Чуваки аплодируют, сражённые наповал нечеловеческой мудростью незнакомого Вольфа Пимпасовича. Пепел хмыкает тихонько. Только Пэм, не обращая внимания на занятную байку, продолжает яростно терзать ноутбук. Нет, что-то у неё в жизни явно пошло наперекосяк – иначе с чего бы ей так расклеиться… А сегодня совсем раскисла – по телефону, что-ли, наобщалась с утра пораньше?
К четырём часам автобус въезжает в небольшой городок районного значения – Павловск, вроде… Пепел уже запутался в этой географии, да и ни к чему это помнить – перед выходом на сцену черкнёт название на плей-листе.
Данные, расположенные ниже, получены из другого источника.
//! Mango query and index definitions.
//!
//! `to_json` always emits `selector` and `limit`; every other field appears
//! only when it differs from the server default.

use serde_json::{json, Map, Value};

const DEFAULT_LIMIT: u64 = 25;

/// Sort direction for a `FindQuery` sort entry.
#[derive(Debug, Clone, Copy, PartialEq, Eq)]
pub enum SortOrder {
    Asc,
    Desc,
}

impl SortOrder {
    fn as_str(self) -> &'static str {
        match self {
            SortOrder::Asc => "asc",
            SortOrder::Desc => "desc",
        }
    }
}

/// Body of a `_find` request.
#[derive(Debug, Clone, PartialEq)]
pub struct FindQuery {
    pub selector: Map<String, Value>,
    pub limit: u64,
    pub skip: u64,
    pub sort: Vec<Value>,
    pub fields: Vec<String>,
    pub use_index: Vec<String>,
    pub r: u32,
    pub bookmark: Option<String>,
    pub update: bool,
    pub stable: bool,
    pub stale: Option<String>,
    pub execution_stats: bool,
}

impl Default for FindQuery {
    fn default() -> Self {
        Self {
            selector: Map::new(),
            limit: DEFAULT_LIMIT,
            skip: 0,
            sort: Vec::new(),
            fields: Vec::new(),
            use_index: Vec::new(),
            r: 1,
            bookmark: None,
            update: true,
            stable: false,
            stale: None,
            execution_stats: false,
        }
    }
}

impl FindQuery {
    pub fn new() -> Self {
        Self::default()
    }

    /// Add one selector condition, e.g. `("type", json!("number"))` or
    /// `("year", json!({"$gt": 2010}))`.
    pub fn filter(mut self, field: &str, condition: Value) -> Self {
        self.selector.insert(field.to_string(), condition);
        self
    }

    /// Replace the whole selector. Non-object values leave it empty.
    pub fn selector(mut self, selector: Value) -> Self {
        self.selector = match selector {
            Value::Object(map) => map,
            _ => Map::new(),
        };
        self
    }

    pub fn limit(mut self, limit: u64) -> Self {
        self.limit = limit;
        self
    }

    pub fn skip(mut self, skip: u64) -> Self {
        self.skip = skip;
        self
    }

    pub fn sort(mut self, field: &str, order: SortOrder) -> Self {
        let mut entry = Map::new();
        entry.insert(field.to_string(), json!(order.as_str()));
        self.sort.push(Value::Object(entry));
        self
    }

    pub fn fields<I, S>(mut self, fields: I) -> Self
    where
        I: IntoIterator<Item = S>,
        S: Into<String>,
    {
        self.fields = fields.into_iter().map(Into::into).collect();
        self
    }

    /// Index hint: a design document id, optionally followed by an index name.
    pub fn use_index(mut self, ddoc: &str, name: Option<&str>) -> Self {
        self.use_index = std::iter::once(ddoc).chain(name).map(str::to_string).collect();
        self
    }

    pub fn bookmark(mut self, bookmark: &str) -> Self {
        self.bookmark = Some(bookmark.to_string());
        self
    }

    pub fn read_quorum(mut self, r: u32) -> Self {
        self.r = r;
        self
    }

    pub fn update(mut self, update: bool) -> Self {
        self.update = update;
        self
    }

    pub fn stable(mut self, stable: bool) -> Self {
        self.stable = stable;
        self
    }

    pub fn stale(mut self, stale: &str) -> Self {
        self.stale = Some(stale.to_string());
        self
    }

    pub fn execution_stats(mut self, enabled: bool) -> Self {
        self.execution_stats = enabled;
        self
    }

    pub fn to_json(&self) -> Value {
        let mut out = Map::new();
        out.insert("selector".into(), Value::Object(self.selector.clone()));
        out.insert("limit".into(), json!(self.limit));
        if self.skip > 0 {
            out.insert("skip".into(), json!(self.skip));
        }
        if !self.sort.is_empty() {
            out.insert("sort".into(), Value::Array(self.sort.clone()));
        }
        if !self.fields.is_empty() {
            out.insert("fields".into(), json!(self.fields));
        }
        match self.use_index.as_slice() {
            [] => {}
            [ddoc] => {
                out.insert("use_index".into(), json!(ddoc));
            }
            pair => {
                out.insert("use_index".into(), json!(pair));
            }
        }
        if self.r != 1 {
            out.insert("r".into(), json!(self.r));
        }
        if let Some(bookmark) = &self.bookmark {
            out.insert("bookmark".into(), json!(bookmark));
        }
        if !self.update {
            out.insert("update".into(), json!(false));
        }
        if self.stable {
            out.insert("stable".into(), json!(true));
        }
        if let Some(stale) = &self.stale {
            out.insert("stale".into(), json!(stale));
        }
        if self.execution_stats {
            out.insert("execution_stats".into(), json!(true));
        }
        Value::Object(out)
    }
}

/// Body of a `POST _index` request.
#[derive(Debug, Clone, PartialEq)]
pub struct IndexQuery {
    pub fields: Vec<String>,
    pub name: String,
    pub ddoc: Option<String>,
    pub index_type: String,
}

impl Default for IndexQuery {
    fn default() -> Self {
        Self {
            fields: Vec::new(),
            name: String::new(),
            ddoc: None,
            index_type: "json".to_string(),
        }
    }
}

impl IndexQuery {
    pub fn new<I, S>(fields: I) -> Self
    where
        I: IntoIterator<Item = S>,
        S: Into<String>,
    {
        Self {
            fields: fields.into_iter().map(Into::into).collect(),
            ..Default::default()
        }
    }

    pub fn name(mut self, name: &str) -> Self {
        self.name = name.to_string();
        self
    }

    pub fn ddoc(mut self, ddoc: &str) -> Self {
        self.ddoc = Some(ddoc.to_string());
        self
    }

    pub fn to_json(&self) -> Value {
        let mut out = Map::new();
        out.insert("index".into(), json!({ "fields": self.fields }));
        out.insert("type".into(), json!(self.index_type));
        if !self.name.is_empty() {
            out.insert("name".into(), json!(self.name));
        }
        if let Some(ddoc) = &self.ddoc {
            out.insert("ddoc".into(), json!(ddoc));
        }
        Value::Object(out)
    }
}
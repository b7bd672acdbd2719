//! Dump databases to JSON files and restore them.
//!
//! A dump of `mydb` is written to `<dir>/mydb.json` as
//! `{"mydb": [doc, ...]}` with `_rev` stripped, so a restore creates fresh
//! first revisions instead of conflicting with the old ones.

use std::fs;
use std::path::{Path, PathBuf};

use anyhow::{anyhow, Context, Result};
use couch_core::{Client, GetOptions};
use serde_json::{Map, Value};
use tracing::info;

pub fn dump_path(dir: &Path, db_name: &str) -> PathBuf {
    dir.join(format!("{db_name}.json"))
}

/// Write every document of `db_name` to its dump file. Returns the path.
pub fn dump(client: &Client, db_name: &str, dir: &Path) -> Result<PathBuf> {
    let db = client.get_db(db_name).with_context(|| format!("open database {db_name}"))?;
    let mut docs = Vec::new();
    for id in &db {
        let id = id?;
        let mut doc = db.get(&id, &GetOptions::default())?;
        if let Some(fields) = doc.as_object_mut() {
            fields.shift_remove("_rev");
        }
        docs.push(doc);
    }

    let path = dump_path(dir, db_name);
    info!(db = %db_name, docs = docs.len(), path = %path.display(), "dumping database");
    let mut data = Map::new();
    data.insert(db_name.to_string(), Value::Array(docs));
    let text = serde_json::to_string_pretty(&Value::Object(data))?;
    fs::write(&path, text).with_context(|| format!("write {}", path.display()))?;
    Ok(path)
}

/// Recreate `db_name` from its dump file, dropping the existing database
/// first. Returns the number of documents inserted.
pub fn restore(client: &Client, db_name: &str, dir: &Path) -> Result<usize> {
    let path = dump_path(dir, db_name);
    let text = fs::read_to_string(&path).with_context(|| format!("read {}", path.display()))?;
    let mut data: Value =
        serde_json::from_str(&text).with_context(|| format!("parse {}", path.display()))?;
    let docs = match data.get_mut(db_name).map(Value::take) {
        Some(Value::Array(docs)) => docs,
        _ => return Err(anyhow!("{} has no document list under {db_name:?}", path.display())),
    };

    if client.contains(db_name) {
        client.delete(db_name)?;
    }
    client.create(db_name)?;
    let db = client.get_db(db_name)?;
    info!(db = %db_name, docs = docs.len(), "restoring database");
    for doc in &docs {
        db.add(doc)?;
    }
    Ok(docs.len())
}
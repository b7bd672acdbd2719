//! Document and bulk operations against one database.
//!
//! # Design
//! `Database` is a name plus a shared transport; it caches nothing and
//! every call is one independent request (two for `update`, and for
//! `delete` without a revision).
//!
//! Writes follow the server's optimistic concurrency protocol: `update`
//! and `delete` always send the revision they are based on as the `rev`
//! query parameter, and a stale revision surfaces as a 409
//! `CouchError::Database` (see `CouchError::is_conflict`) rather than an
//! overwrite.
//!
//! Two outcomes are deliberately not errors: `get` on a missing document
//! returns `{}`, and bulk endpoints report per-document failures inside
//! their result lists.

use std::fmt;
use std::sync::Arc;

use serde::{Deserialize, Serialize};
use serde_json::{json, Map, Value};
use tracing::{debug, info};

use crate::error::{CouchError, Result};
use crate::http::{encode_component, encode_doc_id, HttpRequest, HttpResponse};
use crate::json::as_object;
use crate::query::{FindQuery, IndexQuery};
use crate::transport::Transport;

const ACCEPT_MULTIPART: &str = "application/json, multipart/related, multipart/mixed, text/plain";

/// Minimal metadata from a HEAD request on a document.
#[derive(Debug, Clone, PartialEq, Eq)]
pub struct DocInfo {
    pub rev: String,
    pub size: Option<u64>,
    pub date: Option<String>,
}

/// Query flags for `Database::get`.
#[derive(Debug, Clone, Default)]
pub struct GetOptions {
    pub attachments: bool,
    pub att_encoding_info: bool,
    pub atts_since: Vec<String>,
    pub conflicts: bool,
    pub deleted_conflicts: bool,
    pub latest: bool,
    pub local_seq: bool,
    pub meta: bool,
    pub rev: Option<String>,
    pub revs: bool,
    pub revs_info: bool,
}

impl GetOptions {
    pub fn rev(rev: &str) -> Self {
        Self {
            rev: Some(rev.to_string()),
            ..Default::default()
        }
    }

    fn apply(&self, mut request: HttpRequest) -> HttpRequest {
        if self.attachments {
            request = request.header("Accept", ACCEPT_MULTIPART).query("attachments", true);
        }
        let flags = [
            ("att_encoding_info", self.att_encoding_info),
            ("conflicts", self.conflicts),
            ("deleted_conflicts", self.deleted_conflicts),
            ("latest", self.latest),
            ("local_seq", self.local_seq),
            ("meta", self.meta),
            ("revs", self.revs),
            ("revs_info", self.revs_info),
        ];
        for (key, enabled) in flags {
            if enabled {
                request = request.query(key, true);
            }
        }
        if !self.atts_since.is_empty() {
            request = request.query("atts_since", json!(self.atts_since));
        }
        if let Some(rev) = &self.rev {
            request = request.query("rev", rev);
        }
        request
    }
}

/// Per-document outcome of `_bulk_docs`.
#[derive(Debug, Clone, PartialEq, Eq, Serialize, Deserialize)]
pub struct BulkDocResult {
    #[serde(default)]
    pub id: String,
    #[serde(default, skip_serializing_if = "Option::is_none")]
    pub rev: Option<String>,
    #[serde(default, skip_serializing_if = "Option::is_none")]
    pub ok: Option<bool>,
    #[serde(default, skip_serializing_if = "Option::is_none")]
    pub error: Option<String>,
    #[serde(default, skip_serializing_if = "Option::is_none")]
    pub reason: Option<String>,
}

impl BulkDocResult {
    pub fn is_ok(&self) -> bool {
        self.error.is_none()
    }
}
use std::path::PathBuf;
use std::process::ExitCode;

use clap::{ArgGroup, Parser};
use couch_core::Client;
use tracing::{error, info};
use tracing_subscriber::EnvFilter;

#[derive(Parser)]
#[command(name = "couchctl")]
#[command(about = "Dump databases to JSON files or restore them")]
#[command(group(ArgGroup::new("mode").required(true).args(["dump", "restore"])))]
struct Cli {
    /// Server URL; credentials may be given as user:password@host
    #[arg(short, long, default_value = "http://localhost:5984")]
    url: String,

    /// Dump each database to <dir>/<db>.json
    #[arg(short, long)]
    dump: bool,

    /// Drop and recreate each database from <dir>/<db>.json
    #[arg(short, long)]
    restore: bool,

    /// Directory holding the JSON files
    #[arg(long, default_value = ".")]
    dir: PathBuf,

    /// Database names
    dbs: Vec<String>,
}

fn main() -> anyhow::Result<ExitCode> {
    tracing_subscriber::fmt()
        .with_env_filter(EnvFilter::try_from_default_env().unwrap_or_else(|_| EnvFilter::new("info")))
        .init();

    let cli = Cli::parse();
    let client = Client::new(&cli.url)?;

    let mut failed = 0;
    for db_name in &cli.dbs {
        let outcome = if cli.dump {
            couchctl::dump(&client, db_name, &cli.dir)
                .map(|path| info!(db = %db_name, path = %path.display(), "dumped"))
        } else {
            couchctl::restore(&client, db_name, &cli.dir).map(|docs| info!(db = %db_name, docs, "restored"))
        };
        if let Err(err) = outcome {
            error!(db = %db_name, "{err:#}");
            failed += 1;
        }
    }

    if failed > 0 {
        error!(failed, total = cli.dbs.len(), "some databases failed");
        return Ok(ExitCode::FAILURE);
    }
    Ok(ExitCode::SUCCESS)
}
Начало концерта в девять – есть время на пожрать и саундчекнуться. Обычная суета – Батут утрясает вопросы, Пэм занимается пресс-конференцией и интервью на местном радио – оказалось, Пеплу ещё на прямой эфир ехать…
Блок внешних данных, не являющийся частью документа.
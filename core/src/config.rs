//! Client configuration and the connection descriptor derived from it.

use std::path::Path;
use std::time::Duration;

use serde::{Deserialize, Serialize};
use ureq::http::Uri;

use crate::error::{CouchError, Result};
use crate::http::HttpMethod;

const DEFAULT_PORT: u16 = 5984;
const DEFAULT_TLS_PORT: u16 = 6984;

#[derive(Debug, Clone, Deserialize, Serialize)]
pub struct ClientConfig {
    #[serde(default = "default_url")]
    pub url: String,

    /// Per-request timeout in seconds; 0 disables the timeout.
    #[serde(default = "default_timeout_secs")]
    pub timeout_secs: u64,

    #[serde(default)]
    pub retry: RetryPolicy,

    /// `None` shares one connection guarded by a lock; `Some(n)` keeps up
    /// to `n` idle connections and lets requests run in parallel.
    #[serde(default)]
    pub pool_size: Option<usize>,
}

fn default_url() -> String {
    "http://localhost:5984".to_string()
}

fn default_timeout_secs() -> u64 {
    5
}

impl Default for ClientConfig {
    fn default() -> Self {
        Self {
            url: default_url(),
            timeout_secs: default_timeout_secs(),
            retry: RetryPolicy::default(),
            pool_size: None,
        }
    }
}

impl ClientConfig {
    pub fn from_url(url: &str) -> Self {
        Self {
            url: url.to_string(),
            ..Default::default()
        }
    }

    /// Read a JSON configuration file.
    pub fn load(path: impl AsRef<Path>) -> Result<Self> {
        let path = path.as_ref();
        let contents = std::fs::read_to_string(path)
            .map_err(|e| CouchError::Validation(format!("cannot read {}: {e}", path.display())))?;
        serde_json::from_str(&contents).map_err(|e| CouchError::DeserializationError(e.to_string()))
    }

    pub fn timeout(&self) -> Option<Duration> {
        (self.timeout_secs > 0).then(|| Duration::from_secs(self.timeout_secs))
    }

    pub fn with_timeout(mut self, timeout_secs: u64) -> Self {
        self.timeout_secs = timeout_secs;
        self
    }

    pub fn with_retry(mut self, retry: RetryPolicy) -> Self {
        self.retry = retry;
        self
    }

    pub fn with_pool_size(mut self, size: usize) -> Self {
        self.pool_size = Some(size.max(1));
        self
    }
}

/// How a broken connection is handled: the transport reopens it and resends
/// the request up to `max_retries` times.
#[derive(Debug, Clone, Copy, PartialEq, Eq, Deserialize, Serialize)]
pub struct RetryPolicy {
    #[serde(default = "default_max_retries")]
    pub max_retries: u32,

    /// Also resend POST requests, which may duplicate a write the server
    /// already applied before the connection dropped.
    #[serde(default)]
    pub retry_non_idempotent: bool,
}

fn default_max_retries() -> u32 {
    3
}

impl Default for RetryPolicy {
    fn default() -> Self {
        Self {
            max_retries: default_max_retries(),
            retry_non_idempotent: false,
        }
    }
}

impl RetryPolicy {
    pub fn never() -> Self {
        Self {
            max_retries: 0,
            retry_non_idempotent: false,
        }
    }

    pub fn always(max_retries: u32) -> Self {
        Self {
            max_retries,
            retry_non_idempotent: true,
        }
    }

    pub fn allows(&self, method: HttpMethod) -> bool {
        self.max_retries > 0 && (method.is_idempotent() || self.retry_non_idempotent)
    }
}

/// Where and as whom to connect. Built once from the configured URL.
#[derive(Clone, PartialEq, Eq)]
pub struct ConnectionInfo {
    pub scheme: String,
    pub host: String,
    pub port: u16,
    pub user: Option<String>,
    pub password: Option<String>,
}

impl std::fmt::Debug for ConnectionInfo {
    fn fmt(&self, f: &mut std::fmt::Formatter<'_>) -> std::fmt::Result {
        f.debug_struct("ConnectionInfo")
            .field("scheme", &self.scheme)
            .field("host", &self.host)
            .field("port", &self.port)
            .field("user", &self.user)
            .field("has_password", &self.password.is_some())
            .finish()
    }
}

impl ConnectionInfo {
    pub fn parse(url: &str) -> Result<Self> {
        let uri: Uri = url
            .parse()
            .map_err(|e| CouchError::Validation(format!("invalid server url {url:?}: {e}")))?;

        let scheme = match uri.scheme_str() {
            None | Some("http") => "http",
            Some("https") => "https",
            Some(other) => {
                return Err(CouchError::Validation(format!("unsupported scheme {other:?}")));
            }
        };

        let (user, password) = match uri.authority().and_then(|a| a.as_str().rsplit_once('@')) {
            Some((userinfo, _)) => match userinfo.split_once(':') {
                Some((user, password)) => (Some(user.to_string()), Some(password.to_string())),
                None => (Some(userinfo.to_string()), None),
            },
            None => (None, None),
        };

        Ok(Self {
            scheme: scheme.to_string(),
            host: uri.host().unwrap_or("localhost").to_string(),
            port: uri.port_u16().unwrap_or(match scheme {
                "https" => DEFAULT_TLS_PORT,
                _ => DEFAULT_PORT,
            }),
            user,
            password,
        })
    }

    /// `scheme://host:port`, without credentials.
    pub fn base_url(&self) -> String {
        format!("{}://{}:{}", self.scheme, self.host, self.port)
    }

    pub fn credentials(&self) -> Option<(&str, &str)> {
        match (&self.user, &self.password) {
            (Some(user), Some(password)) => Some((user, password)),
            _ => None,
        }
    }
}
use super::interval::Interval;
use super::TimelineError;
use chrono::{Datelike, Duration, NaiveDate, NaiveDateTime, Timelike};
use serde::{Deserialize, Serialize};
use std::fmt;

/// Count of a gap-filled bucket the server returned nothing for.
pub const NO_DATA: i64 = -1;

/// A count for one month, day or hour. The shape follows which optional
/// fields are present, matching the server's rows.
#[derive(Debug, Clone, Copy, PartialEq, Eq, Serialize, Deserialize)]
pub struct TimeBucket {
    pub year: i32,
    pub month: u32,
    #[serde(default, skip_serializing_if = "Option::is_none")]
    pub day: Option<u32>,
    #[serde(default, skip_serializing_if = "Option::is_none")]
    pub hour: Option<u32>,
    pub count: i64,
}

/// Either a bucket with explicit fields or a server row carrying an interval
/// label such as `2024-01-05 13`.
#[derive(Debug, Clone, Deserialize)]
#[serde(untagged)]
pub enum BucketRecord {
    Fields(TimeBucket),
    Label { interval: String, count: i64 },
}

impl BucketRecord {
    pub fn into_bucket(self) -> Result<TimeBucket, TimelineError> {
        match self {
            BucketRecord::Fields(bucket) => Ok(bucket),
            BucketRecord::Label { interval, count } => TimeBucket::from_label(&interval, count),
        }
    }
}

/// Calendar position used for lookups and ordering. Missing fields default to
/// day 1, hour 0. Impossible dates like February 30 still order correctly.
#[derive(Debug, Clone, Copy, PartialEq, Eq, PartialOrd, Ord, Hash)]
pub(crate) struct Coord {
    pub year: i32,
    pub month: u32,
    pub day: u32,
    pub hour: u32,
}

impl Coord {
    pub fn from_datetime(ts: NaiveDateTime) -> Coord {
        Coord {
            year: ts.year(),
            month: ts.month(),
            day: ts.day(),
            hour: ts.hour(),
        }
    }

    pub fn truncate(self, interval: Interval) -> Coord {
        match interval {
            Interval::Month => Coord {
                day: 1,
                hour: 0,
                ..self
            },
            Interval::Day => Coord { hour: 0, ..self },
            Interval::Hour => self,
        }
    }
}

impl TimeBucket {
    pub fn month(year: i32, month: u32, count: i64) -> Self {
        Self {
            year,
            month,
            day: None,
            hour: None,
            count,
        }
    }

    pub fn day(year: i32, month: u32, day: u32, count: i64) -> Self {
        Self {
            day: Some(day),
            ..Self::month(year, month, count)
        }
    }

    pub fn hour(year: i32, month: u32, day: u32, hour: u32, count: i64) -> Self {
        Self {
            hour: Some(hour),
            ..Self::day(year, month, day, count)
        }
    }

    pub(crate) fn gap(at: Coord, interval: Interval) -> Self {
        match interval {
            Interval::Month => Self::month(at.year, at.month, NO_DATA),
            Interval::Day => Self::day(at.year, at.month, at.day, NO_DATA),
            Interval::Hour => Self::hour(at.year, at.month, at.day, at.hour, NO_DATA),
        }
    }

    /// Parses `2024-01`, `2024-01-05` or `2024-01-05 13`.
    pub fn from_label(label: &str, count: i64) -> Result<Self, TimelineError> {
        let invalid = || TimelineError::InvalidLabel(label.to_string());

        let (date, hour) = match label.split_once(' ') {
            Some((date, hour)) => (date, Some(hour.parse::<u32>().map_err(|_| invalid())?)),
            None => (label, None),
        };

        let parts: Vec<&str> = date.split('-').collect();
        let (year, month, day) = match parts.as_slice() {
            [y, m] => (y, m, None),
            [y, m, d] => (y, m, Some(d.parse::<u32>().map_err(|_| invalid())?)),
            _ => return Err(invalid()),
        };
        let year: i32 = year.parse().map_err(|_| invalid())?;
        let month: u32 = month.parse().map_err(|_| invalid())?;

        match (day, hour) {
            (None, None) => Ok(Self::month(year, month, count)),
            (Some(day), None) => Ok(Self::day(year, month, day, count)),
            (Some(day), Some(hour)) => Ok(Self::hour(year, month, day, hour, count)),
            (None, Some(_)) => Err(invalid()),
        }
    }

    pub fn is_gap(&self) -> bool {
        self.count == NO_DATA
    }

    /// Granularity implied by which fields are present.
    pub fn interval(&self) -> Interval {
        match (self.day, self.hour) {
            (_, Some(_)) => Interval::Hour,
            (Some(_), None) => Interval::Day,
            (None, None) => Interval::Month,
        }
    }

    pub(crate) fn position(&self) -> Coord {
        Coord {
            year: self.year,
            month: self.month,
            day: self.day.unwrap_or(1),
            hour: self.hour.unwrap_or(0),
        }
    }

    /// First instant covered by the bucket.
    pub fn start(&self) -> Result<NaiveDateTime, TimelineError> {
        let at = self.position();
        NaiveDate::from_ymd_opt(at.year, at.month, at.day)
            .and_then(|date| date.and_hms_opt(at.hour, 0, 0))
            .ok_or_else(|| TimelineError::ImpossibleDate(self.to_string()))
    }

    /// First instant after the bucket.
    pub fn end(&self) -> Result<NaiveDateTime, TimelineError> {
        let start = self.start()?;
        match self.interval() {
            Interval::Hour => Ok(start + Duration::hours(1)),
            Interval::Day => Ok(start + Duration::days(1)),
            Interval::Month => {
                let (year, month) = match self.month {
                    12 => (self.year + 1, 1),
                    month => (self.year, month + 1),
                };
                NaiveDate::from_ymd_opt(year, month, 1)
                    .and_then(|date| date.and_hms_opt(0, 0, 0))
                    .ok_or_else(|| TimelineError::ImpossibleDate(self.to_string()))
            }
        }
    }
}

impl fmt::Display for TimeBucket {
    fn fmt(&self, f: &mut fmt::Formatter<'_>) -> fmt::Result {
        write!(f, "{}-{:02}", self.year, self.month)?;
        if let Some(day) = self.day {
            write!(f, "-{:02}", day)?;
        }
        if let Some(hour) = self.hour {
            write!(f, " {:02}", hour)?;
        }
        Ok(())
    }
}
Чуваки собираются обедать, Пепел перекусывает почти на ходу. И вдвоём с Пэм падает на заднее сиденье немытой, наверное, с момента покупки, "бэхи". Молчаливая тряска по местным ухабам, её сжатые в ниточку губы, а в глазах – та же тоска и то же одиночество.
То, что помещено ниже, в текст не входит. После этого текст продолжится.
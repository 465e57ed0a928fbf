//! Filter expressions for a media library and the timeline buckets built
//! from them.
//!
//! A [`Filter`](query::Filter) is a conjunction of `key:OPvalue` clauses that
//! round-trips through one line of text, the form sent to the server and kept
//! in saved views. The [`timeline`] module turns per-month, per-day or per-hour
//! counts for a filter into a dense run of buckets.

pub mod query;
pub mod timeline;
pub mod views;
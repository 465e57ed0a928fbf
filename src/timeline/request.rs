use super::bucket::TimeBucket;
use super::fill::fill;
use super::interval::Interval;
use super::locate::locate;
use super::TimelineError;
use crate::query::Filter;
use chrono::NaiveDateTime;

/// A bucket fetch for one filter at one interval. Only the latest request a
/// [`Timeline`] handed out may update it.
#[derive(Debug, Clone, PartialEq)]
pub struct BucketRequest {
    generation: u64,
    filter: Filter,
    interval: Interval,
}

impl BucketRequest {
    pub fn filter(&self) -> &Filter {
        &self.filter
    }

    pub fn interval(&self) -> Interval {
        self.interval
    }

    /// Filter text to send along with the interval.
    pub fn query_text(&self) -> String {
        self.filter.to_string()
    }
}

/// Display state of a timeline: the request in flight and the last buckets
/// applied.
#[derive(Debug)]
pub struct Timeline {
    date_key: String,
    generation: u64,
    active: Option<BucketRequest>,
    shown: Option<Shown>,
}

#[derive(Debug)]
struct Shown {
    generation: u64,
    interval: Interval,
    buckets: Vec<TimeBucket>,
}

impl Timeline {
    pub fn new(date_key: impl Into<String>) -> Self {
        Self {
            date_key: date_key.into(),
            generation: 0,
            active: None,
            shown: None,
        }
    }

    pub fn date_key(&self) -> &str {
        &self.date_key
    }

    /// Supersedes any outstanding request. Asking again for the active
    /// filter and interval hands back the same request.
    pub fn request(&mut self, filter: &Filter, interval: Interval) -> BucketRequest {
        if let Some(active) = &self.active {
            if active.interval == interval && &active.filter == filter {
                return active.clone();
            }
        }

        self.generation += 1;
        let request = BucketRequest {
            generation: self.generation,
            filter: filter.clone(),
            interval,
        };
        tracing::debug!(generation = request.generation, %interval, filter = %filter, "timeline request");
        self.active = Some(request.clone());
        request
    }

    /// Requests at the interval the filter's own date range calls for.
    pub fn request_for(&mut self, filter: &Filter) -> BucketRequest {
        let interval = Interval::for_range(&filter.date_range(&self.date_key));
        self.request(filter, interval)
    }

    /// Fills and shows `raw` if `request` is still the active one. Stale
    /// responses are dropped and `false` is returned.
    pub fn apply(&mut self, request: &BucketRequest, raw: &[TimeBucket]) -> bool {
        let is_active = self
            .active
            .as_ref()
            .is_some_and(|active| active.generation == request.generation);
        if !is_active {
            tracing::debug!(generation = request.generation, "dropping stale timeline response");
            return false;
        }

        let range = request.filter.date_range(&self.date_key);
        let buckets = fill(raw, request.interval, &range);
        self.shown = Some(Shown {
            generation: request.generation,
            interval: request.interval,
            buckets,
        });
        true
    }

    pub fn buckets(&self) -> &[TimeBucket] {
        self.shown
            .as_ref()
            .map(|shown| shown.buckets.as_slice())
            .unwrap_or_default()
    }

    /// Interval of the buckets on display, which lags the active request
    /// until its response is applied.
    pub fn interval(&self) -> Option<Interval> {
        self.shown.as_ref().map(|shown| shown.interval)
    }

    /// Whether the active request has not been applied yet.
    pub fn is_pending(&self) -> bool {
        let shown = self.shown.as_ref().map(|shown| shown.generation);
        self.active
            .as_ref()
            .is_some_and(|active| Some(active.generation) != shown)
    }

    /// Indices of the shown buckets covering `start..=end`.
    pub fn locate(
        &self,
        start: NaiveDateTime,
        end: NaiveDateTime,
    ) -> Result<(usize, usize), TimelineError> {
        let interval = self.interval().unwrap_or(Interval::Month);
        locate(start, end, interval, self.buckets())
    }
}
Здание радиостанции, похожее на сарай, только с жалюзи на окнах.
Затюканные барышни с папками рысью носятся по коридору. Красноглазый диджей перед микрофоном и всё те же, набившие оскомину, вопросы.
Звонки в студию – взволнованные девочки любят музыку и музыкантов, взволнованные девочки вникают в подробности творчества и приватной жизни Пепла, взволнованные девочки растаскивают по кусочкам его,
Пепла, личное пространство. А рядом – красноглазый диджей, брызгающий слюной и перегаром, и Пэм с её тоской и одиночеством в глазах. Пепел комкает концовку и облегчённо вздыхает, когда начинается блок рекламы -значит, уже можно ехать. В машине – снова тряское молчание. Он берёт Пэм за руку и заглядывает ей в глаза:
– Ну-ка, мать, колись, что за говно происходит?
Она поднимает глаза:
– О чём ты?
– Дурочку не лепи! – злится Пепел. – У тебя с самого начала поездки такой вид, будто тебя танком переехали или ты от Дашки забеременела и теперь не можешь решить – оставить ребёнка или нет.
Пэм криво усмехается его неуклюжей попытке пошутить. И отводит глаза. Все попытки её растормошить ни к чему не приводят – она упорно отмалчивается. Машина подкатывает к клубу – времени на разговор больше нет. Всё пространство заполнено толпой желающих попасть на концерт. Их больше, чем мест в клубе, раза в два, как минимум – Батут, небось, кипятком мочится от восторга. Пепел сердито сплёвывает и обещает после концерта вытрясти из Пэм душу, надрать ей задницу, отвинтить голову. Она, соглашаясь, кивает головой – такое впечатление, что она даже не слушает его.
– Пепел, давай скорее, времени в обрез, – его подхватывает под локоть Батут и тащит с собой. Налицо явный Батутовский предконцертный мандраж – руки-ноги ходуном ходят и слюни висят на полподбородка. По дороге он настойчиво зудит, перечисляя Пеплу бесконечный список всего, что нужно успеть – и то, и сё, и пятое, и десятое, а времени в обрез…
Так обычно и происходит – суета и мельтешение в этом говне не оставляют в твоей жизни места для живых людей.